Eine Leitlinie, wann ein arthroskopischer Eingriff sinnvoll ist und wann nicht, gibt es in Deutschland nicht. Keiner weiß, wie häufig solche Operationen zwischen Flensburg und Oberstdorf vorgenommen werden und wie oft es dabei zu Komplikationen kommt. Hermann Mayr von der Deutschsprachigen Arbeitsgemeinschaft für Arthroskopie (AGA) schätzt, dass sich jedes Jahr bundesweit 550 000 Menschen dieser Operation unterziehen. Rund 15 Prozent der Eingriffe entfallen laut Mayr auf Kniearthrosen, trotz des fehlenden Nutzens. Pässler hält auch einen großen Teil der 300 000 arthroskopischen Meniskusoperationen für unnötig. Etwa die Hälfte aller Arthroskopien sei in Deutschland überflüssig, schätzt er.
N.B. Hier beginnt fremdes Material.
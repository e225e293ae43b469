//! Wire format of the transit API: record-separated JSON frames on the live
//! feed, the negotiation response, and the station list.
//!
//! Every message on the live socket is a UTF-8 JSON object terminated by
//! ASCII Record Separator (0x1E). One socket message may carry several
//! records. Vehicle positions arrive as invocation frames whose second
//! argument is the position payload, itself JSON-encoded as a string.

use chrono::{DateTime, Local, NaiveDateTime, TimeZone, Utc};
use serde::Deserialize;
use serde_json::{json, Value};
use tracing::trace;

use crate::types::*;

/// ASCII Record Separator terminating every live feed message.
pub const RECORD_SEPARATOR: char = '\u{1e}';

/// Token fields of the negotiation response, in lookup order.
const TOKEN_FIELDS: &[&str] = &["connectionToken", "ConnectionToken", "connectionId"];

/// Vehicle id fields of a position payload, in lookup order.
const VEHICLE_ID_FIELDS: &[&str] = &["VJourneyId", "VehicleJourneyId", "Id"];

// ---------------------------------------------------------------------------
// Outbound control frames
// ---------------------------------------------------------------------------

fn terminate(body: Value) -> String {
    let mut frame = body.to_string();
    frame.push(RECORD_SEPARATOR);
    frame
}

/// Protocol selection frame, sent first after the socket opens.
pub fn handshake_frame() -> String {
    terminate(json!({"protocol": "json", "version": 1}))
}

/// Subscription frame joining the line's vehicle channel.
pub fn join_frame(line: &LineRef) -> String {
    terminate(json!({
        "arguments": [line.channel()],
        "invocationId": "0",
        "target": "Join",
        "type": 1,
    }))
}

/// Both control frames, in send order.
pub fn control_frames(line: &LineRef) -> [String; 2] {
    [handshake_frame(), join_frame(line)]
}

// ---------------------------------------------------------------------------
// Inbound frames
// ---------------------------------------------------------------------------

/// Non-empty records of a raw socket message.
pub fn split_records(raw: &str) -> impl Iterator<Item = &str> {
    raw.split(RECORD_SEPARATOR).filter(|chunk| !chunk.trim().is_empty())
}

/// Decode every vehicle fix carried by a raw socket message.
///
/// Records that are not valid JSON, invocations without a payload argument,
/// and payloads without a usable position or vehicle id are dropped.
pub fn decode_message(raw: &str) -> Vec<VehicleFix> {
    split_records(raw).flat_map(decode_record).collect()
}

/// Decode a single record. Returns an empty list for anything that is not a
/// positional vehicle update.
pub fn decode_record(record: &str) -> Vec<VehicleFix> {
    let frame: Value = match serde_json::from_str(record) {
        Ok(v) => v,
        Err(e) => {
            trace!(error = %e, "dropping malformed record");
            return Vec::new();
        }
    };

    let Some(payload) = frame
        .get("arguments")
        .and_then(Value::as_array)
        .filter(|args| args.len() > 1)
        .and_then(|args| args[1].as_str())
    else {
        return Vec::new();
    };

    let payload: Value = match serde_json::from_str(payload) {
        Ok(v) => v,
        Err(e) => {
            trace!(error = %e, "dropping malformed payload");
            return Vec::new();
        }
    };

    match payload {
        Value::Array(items) => items.iter().filter_map(decode_payload).collect(),
        other => decode_payload(&other).into_iter().collect(),
    }
}

/// Turn one position payload object into a fix.
pub fn decode_payload(payload: &Value) -> Option<VehicleFix> {
    let lat = payload.get("Latitude").and_then(Value::as_f64)?;
    let lon = payload.get("Longitude").and_then(Value::as_f64)?;
    let vehicle_id = VEHICLE_ID_FIELDS
        .iter()
        .find_map(|field| payload.get(*field).and_then(id_from_value));
    let Some(vehicle_id) = vehicle_id else {
        trace!("dropping position without vehicle id");
        return None;
    };
    let observed_at = payload
        .get("RecordedAtTime")
        .and_then(Value::as_str)
        .and_then(parse_timestamp);

    Some(VehicleFix {
        vehicle_id,
        location: GeoPoint::new(lat, lon),
        observed_at,
    })
}

/// Identifiers show up as numbers or strings; empty strings count as absent.
pub fn id_from_value(value: &Value) -> Option<String> {
    match value {
        Value::String(s) if !s.is_empty() => Some(s.clone()),
        Value::Number(n) => Some(n.to_string()),
        _ => None,
    }
}

/// Parse an ISO 8601 timestamp. Values without an offset are local time.
pub fn parse_timestamp(text: &str) -> Option<DateTime<Utc>> {
    if let Ok(dt) = DateTime::parse_from_rfc3339(text) {
        return Some(dt.with_timezone(&Utc));
    }
    let naive = NaiveDateTime::parse_from_str(text, "%Y-%m-%dT%H:%M:%S%.f").ok()?;
    Local
        .from_local_datetime(&naive)
        .earliest()
        .map(|dt| dt.with_timezone(&Utc))
}

// ---------------------------------------------------------------------------
// Negotiation
// ---------------------------------------------------------------------------

/// Extract the session token from a negotiation response body.
pub fn parse_token(body: &Value) -> Option<String> {
    TOKEN_FIELDS
        .iter()
        .find_map(|field| {
            body.get(*field)
                .and_then(Value::as_str)
                .filter(|token| !token.is_empty())
        })
        .map(str::to_string)
}

// ---------------------------------------------------------------------------
// Station list
// ---------------------------------------------------------------------------

#[derive(Deserialize)]
#[serde(rename_all = "PascalCase")]
struct StopsResponse {
    #[serde(default)]
    data: Vec<RawStop>,
}

#[derive(Deserialize)]
#[serde(rename_all = "PascalCase")]
struct RawStop {
    name: String,
    logical_stop_id: Value,
    latitude: f64,
    longitude: f64,
}

/// Parse the station list response into stop records, keeping route order.
pub fn parse_stops(body: &str) -> std::result::Result<Vec<StopRecord>, serde_json::Error> {
    let response: StopsResponse = serde_json::from_str(body)?;
    Ok(response
        .data
        .into_iter()
        .map(|raw| StopRecord {
            id: id_from_value(&raw.logical_stop_id).unwrap_or_default(),
            name: raw.name,
            location: GeoPoint::new(raw.latitude, raw.longitude),
        })
        .collect())
}

// ---------------------------------------------------------------------------
// Tests
// ---------------------------------------------------------------------------

#[cfg(test)]
mod tests {
    use super::*;
    use serde_json::json;

    fn position_record(payload: Value) -> String {
        let frame = json!({
            "type": 1,
            "target": "VehiclePosition",
            "arguments": ["#lineId:1234:1", payload.to_string()],
        });
        format!("{frame}{RECORD_SEPARATOR}")
    }

    #[test]
    fn test_handshake_frame() {
        assert_eq!(handshake_frame(), "{\"protocol\":\"json\",\"version\":1}\u{1e}");
    }

    #[test]
    fn test_join_frame() {
        let frame = join_frame(&LineRef::new("1234", "1"));
        assert!(frame.ends_with(RECORD_SEPARATOR));
        let body: Value = serde_json::from_str(frame.trim_end_matches(RECORD_SEPARATOR)).unwrap();
        assert_eq!(body["arguments"], json!(["#lineId:1234:1"]));
        assert_eq!(body["invocationId"], "0");
        assert_eq!(body["target"], "Join");
        assert_eq!(body["type"], 1);
    }

    #[test]
    fn test_control_frames_exact() {
        let [handshake, join] = control_frames(&LineRef::new("1234", "1"));
        assert_eq!(handshake, handshake_frame());
        assert_eq!(
            join,
            concat!(
                r##"{"arguments":["#lineId:1234:1"],"##,
                r#""invocationId":"0","target":"Join","type":1}"#,
                "\u{1e}"
            )
        );
    }

    #[test]
    fn test_decode_position() {
        let raw = position_record(json!({
            "VJourneyId": 98765,
            "Latitude": 49.4170,
            "Longitude": 2.8260,
            "RecordedAtTime": "2025-03-14T08:15:30Z",
        }));
        let fixes = decode_message(&raw);
        assert_eq!(fixes.len(), 1);
        assert_eq!(fixes[0].vehicle_id, "98765");
        assert_eq!(fixes[0].location, GeoPoint::new(49.4170, 2.8260));
        assert_eq!(
            fixes[0].observed_at.unwrap().to_rfc3339(),
            "2025-03-14T08:15:30+00:00"
        );
    }

    #[test]
    fn test_vehicle_id_lookup_order() {
        let both = json!({
            "VehicleJourneyId": "vj-2",
            "Id": "id-3",
            "Latitude": 1.0,
            "Longitude": 2.0,
        });
        assert_eq!(decode_payload(&both).unwrap().vehicle_id, "vj-2");
        let empty_first = json!({"VJourneyId": "", "Id": 7, "Latitude": 1.0, "Longitude": 2.0});
        assert_eq!(decode_payload(&empty_first).unwrap().vehicle_id, "7");
        let none = json!({"Latitude": 1.0, "Longitude": 2.0});
        assert!(decode_payload(&none).is_none());
    }

    #[test]
    fn test_heartbeat_without_position_ignored() {
        let raw = position_record(json!({"VJourneyId": "a", "Latitude": 49.4}));
        assert!(decode_message(&raw).is_empty());
        // A ping frame carries no arguments at all.
        assert!(decode_message("{\"type\":6}\u{1e}").is_empty());
    }

    #[test]
    fn test_zero_coordinates_are_positions() {
        let fix = decode_payload(&json!({"Id": "z", "Latitude": 0.0, "Longitude": 0.0}));
        assert_eq!(fix.unwrap().location, GeoPoint::new(0.0, 0.0));
    }

    #[test]
    fn test_malformed_chunks_dropped() {
        let good = position_record(json!({"Id": "ok", "Latitude": 1.0, "Longitude": 2.0}));
        let raw = format!("{{not json{RECORD_SEPARATOR}{good}");
        let fixes = decode_message(&raw);
        assert_eq!(fixes.len(), 1);
        assert_eq!(fixes[0].vehicle_id, "ok");

        let bad_payload = "{\"arguments\":[\"x\",\"{broken\"]}\u{1e}";
        assert!(decode_message(bad_payload).is_empty());
        assert!(decode_message("").is_empty());
    }

    #[test]
    fn test_single_argument_frame_ignored() {
        let raw = "{\"type\":3,\"invocationId\":\"0\",\"arguments\":[\"ok\"]}\u{1e}";
        assert!(decode_message(raw).is_empty());
    }

    #[test]
    fn test_multiple_records_in_one_message() {
        let a = position_record(json!({"Id": "a", "Latitude": 1.0, "Longitude": 2.0}));
        let b = position_record(json!({"Id": "b", "Latitude": 3.0, "Longitude": 4.0}));
        let ids: Vec<_> = decode_message(&format!("{a}{b}"))
            .into_iter()
            .map(|f| f.vehicle_id)
            .collect();
        assert_eq!(ids, ["a", "b"]);
    }

    #[test]
    fn test_payload_array() {
        let raw = position_record(json!([
            {"Id": "a", "Latitude": 1.0, "Longitude": 2.0},
            {"Id": "b"},
        ]));
        assert_eq!(decode_message(&raw).len(), 1);
    }

    #[test]
    fn test_parse_timestamp_variants() {
        assert!(parse_timestamp("2025-03-14T08:15:30+01:00").is_some());
        assert!(parse_timestamp("2025-03-14T08:15:30.250").is_some());
        assert!(parse_timestamp("yesterday").is_none());
    }

    #[test]
    fn test_parse_token() {
        assert_eq!(
            parse_token(&json!({"connectionToken": "abc", "connectionId": "zzz"})),
            Some("abc".into())
        );
        assert_eq!(parse_token(&json!({"ConnectionToken": "def"})), Some("def".into()));
        assert_eq!(parse_token(&json!({"connectionId": "ghi"})), Some("ghi".into()));
        assert_eq!(parse_token(&json!({"negotiateVersion": 1})), None);
    }

    #[test]
    fn test_parse_stops() {
        let body = r#"{"Data":[
            {"Name":"Gare","LogicalStopId":501,"Latitude":49.4215,"Longitude":2.8237},
            {"Name":"Hôtel de Ville","LogicalStopId":"502","Latitude":49.4170,"Longitude":2.8260}
        ]}"#;
        let stops = parse_stops(body).unwrap();
        assert_eq!(stops.len(), 2);
        assert_eq!(stops[0].id, "501");
        assert_eq!(stops[1].id, "502");
        assert_eq!(stops[1].name, "Hôtel de Ville");
    }

    #[test]
    fn test_parse_stops_missing_data() {
        assert!(parse_stops("{}").unwrap().is_empty());
        assert!(parse_stops("[").is_err());
    }
}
Aber warum setzen Ärzte ihre Patienten wider besseres Wissen einem Risiko aus? »Ökonomische Gründe spielen sicher eine gewisse Rolle«, meint Pässler. Bauer glaubt ebenfalls, dass finanzielle Interessen dazu verleiten können, solche Operationen vorzunehmen. Auch bei anderen Problemen greifen deutsche Mediziner schnell zum Skalpell. Bei der Zahl der implantierten Herzschrittmacher nimmt Deutschland in Europa eine Spitzenposition ein, ebenso bei entnommenen Gebärmuttern oder invasiven Herzkatheteruntersuchungen. »Es wird zu viel operiert«, kritisiert Pässler und nennt als weiteres Beispiel die Entfernung der Plica. Finden Ärzte beim Blick ins Kniegelenk nichts, entfernen sie gern diese Schleimhautfalte. So wird aus dem schlecht bezahlten rein diagnostischen Eingriff eine lohnendere operative Therapie. Der Missstand deutet auf ein grundlegendes Problem hin. Neue chirurgische Verfahren müssen ihren Nutzen nicht unter Beweis stellen. »Es gibt keinen Zwang, solche Studien durchzuführen«, sagt Edmund Neugebauer von der Universität Witten-Herdecke. Inzwischen zeichne sich aber zunehmend der Wille einer solchen Prüfung ab, auch wenn dies meist mit großem Aufwand und Kosten verbunden sei. Die Studienkultur setzte sich ganz langsam durch.

Aber wie können sich Patienten vor unnötigen Eingriffen schützen, wenn ein Arzt zur Operation rät oder gar drängt? Auf diese Frage geben alle Experten den gleichen Tipp: Bei Zweifeln eine unabhängige zweite Meinung einholen.